→ **Activity**: Your answer should consist of the lines in the following data that contain "namespaced".

→ **Extracted data**:
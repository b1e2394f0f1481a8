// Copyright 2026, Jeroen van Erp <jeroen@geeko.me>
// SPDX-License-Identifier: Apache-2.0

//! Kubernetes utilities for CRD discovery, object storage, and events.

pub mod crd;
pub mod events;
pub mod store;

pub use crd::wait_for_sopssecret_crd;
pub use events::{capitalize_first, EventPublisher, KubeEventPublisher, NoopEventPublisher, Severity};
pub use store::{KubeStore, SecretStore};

---

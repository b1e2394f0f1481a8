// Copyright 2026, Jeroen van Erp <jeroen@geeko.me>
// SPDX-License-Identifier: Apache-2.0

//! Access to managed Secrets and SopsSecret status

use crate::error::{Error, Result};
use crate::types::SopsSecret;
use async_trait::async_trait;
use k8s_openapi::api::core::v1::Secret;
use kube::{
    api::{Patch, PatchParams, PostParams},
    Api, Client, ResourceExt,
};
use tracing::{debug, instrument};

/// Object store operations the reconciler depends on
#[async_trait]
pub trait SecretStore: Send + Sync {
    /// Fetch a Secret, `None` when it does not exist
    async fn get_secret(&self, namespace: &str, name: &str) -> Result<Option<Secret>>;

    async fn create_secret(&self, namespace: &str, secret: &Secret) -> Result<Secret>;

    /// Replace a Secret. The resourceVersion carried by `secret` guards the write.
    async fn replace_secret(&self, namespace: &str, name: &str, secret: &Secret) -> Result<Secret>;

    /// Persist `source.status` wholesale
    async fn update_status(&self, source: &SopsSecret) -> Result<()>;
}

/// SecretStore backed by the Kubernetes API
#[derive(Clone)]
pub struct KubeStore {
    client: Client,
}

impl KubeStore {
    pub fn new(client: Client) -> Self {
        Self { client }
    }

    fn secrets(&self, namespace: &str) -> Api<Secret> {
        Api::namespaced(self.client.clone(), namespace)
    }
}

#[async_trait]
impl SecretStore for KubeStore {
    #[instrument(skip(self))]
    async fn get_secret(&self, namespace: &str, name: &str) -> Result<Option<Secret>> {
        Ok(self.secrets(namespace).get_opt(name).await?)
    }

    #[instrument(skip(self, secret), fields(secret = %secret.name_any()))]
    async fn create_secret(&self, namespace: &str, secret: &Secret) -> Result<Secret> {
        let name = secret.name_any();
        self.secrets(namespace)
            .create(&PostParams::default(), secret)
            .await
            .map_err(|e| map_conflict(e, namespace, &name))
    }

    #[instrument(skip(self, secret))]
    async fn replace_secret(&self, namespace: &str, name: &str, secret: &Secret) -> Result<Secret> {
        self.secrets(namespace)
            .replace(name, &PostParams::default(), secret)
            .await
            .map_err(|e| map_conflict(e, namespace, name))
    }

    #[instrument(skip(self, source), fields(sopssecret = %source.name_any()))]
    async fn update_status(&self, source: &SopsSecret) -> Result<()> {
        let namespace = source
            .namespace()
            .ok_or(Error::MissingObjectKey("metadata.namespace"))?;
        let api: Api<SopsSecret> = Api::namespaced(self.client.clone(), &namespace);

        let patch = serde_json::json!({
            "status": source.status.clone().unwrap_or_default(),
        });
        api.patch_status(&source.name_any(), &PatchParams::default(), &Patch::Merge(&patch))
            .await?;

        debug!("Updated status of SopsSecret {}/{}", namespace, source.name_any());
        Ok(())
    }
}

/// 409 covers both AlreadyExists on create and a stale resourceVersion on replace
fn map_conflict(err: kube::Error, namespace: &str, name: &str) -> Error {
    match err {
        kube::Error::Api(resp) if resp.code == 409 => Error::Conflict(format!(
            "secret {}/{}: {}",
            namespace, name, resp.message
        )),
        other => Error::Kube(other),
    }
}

==

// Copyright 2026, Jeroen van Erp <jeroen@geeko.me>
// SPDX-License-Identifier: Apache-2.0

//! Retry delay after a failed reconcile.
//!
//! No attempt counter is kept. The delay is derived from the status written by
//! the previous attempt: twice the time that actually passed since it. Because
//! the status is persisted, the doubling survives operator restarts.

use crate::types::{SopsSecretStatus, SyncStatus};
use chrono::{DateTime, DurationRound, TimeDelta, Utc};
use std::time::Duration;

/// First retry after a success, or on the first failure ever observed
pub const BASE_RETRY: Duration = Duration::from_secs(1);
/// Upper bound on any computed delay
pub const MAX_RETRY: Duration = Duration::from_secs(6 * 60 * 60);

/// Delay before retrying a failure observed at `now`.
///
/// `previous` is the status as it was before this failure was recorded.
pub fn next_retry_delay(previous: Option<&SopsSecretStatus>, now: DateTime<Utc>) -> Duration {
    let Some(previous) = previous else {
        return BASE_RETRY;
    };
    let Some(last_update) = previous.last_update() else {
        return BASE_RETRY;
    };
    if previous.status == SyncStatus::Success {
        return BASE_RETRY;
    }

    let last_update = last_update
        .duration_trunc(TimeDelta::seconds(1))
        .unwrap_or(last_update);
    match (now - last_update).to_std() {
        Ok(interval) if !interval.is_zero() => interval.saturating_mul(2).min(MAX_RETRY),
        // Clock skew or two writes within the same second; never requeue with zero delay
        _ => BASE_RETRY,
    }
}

→ **Task answer**:
        Api::namespaced(self.client.clone(), namespace)
        let api: Api<SopsSecret> = Api::namespaced(self.client.clone(), &namespace);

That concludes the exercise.